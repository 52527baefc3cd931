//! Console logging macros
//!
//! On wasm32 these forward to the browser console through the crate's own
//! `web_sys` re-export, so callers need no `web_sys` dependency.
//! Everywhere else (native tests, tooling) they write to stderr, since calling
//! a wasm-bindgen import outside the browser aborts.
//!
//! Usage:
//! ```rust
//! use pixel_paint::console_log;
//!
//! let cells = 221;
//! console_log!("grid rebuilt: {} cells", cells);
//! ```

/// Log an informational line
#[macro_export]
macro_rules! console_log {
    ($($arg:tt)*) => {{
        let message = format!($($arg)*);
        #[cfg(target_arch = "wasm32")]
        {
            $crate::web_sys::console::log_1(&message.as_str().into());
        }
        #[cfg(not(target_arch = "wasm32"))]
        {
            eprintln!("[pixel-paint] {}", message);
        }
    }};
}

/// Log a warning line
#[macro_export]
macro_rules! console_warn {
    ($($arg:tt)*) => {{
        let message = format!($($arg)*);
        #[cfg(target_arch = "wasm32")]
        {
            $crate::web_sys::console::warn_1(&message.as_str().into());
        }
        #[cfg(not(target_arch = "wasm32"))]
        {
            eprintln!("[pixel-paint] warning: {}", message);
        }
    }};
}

::::

> [THE PROBLEM]: In the material above, which lines contain "browser"? Copy each of them.

> [RESULT OF THIS TASK]:
//! On wasm32 these forward to the browser console through the crate's own
//! a wasm-bindgen import outside the browser aborts.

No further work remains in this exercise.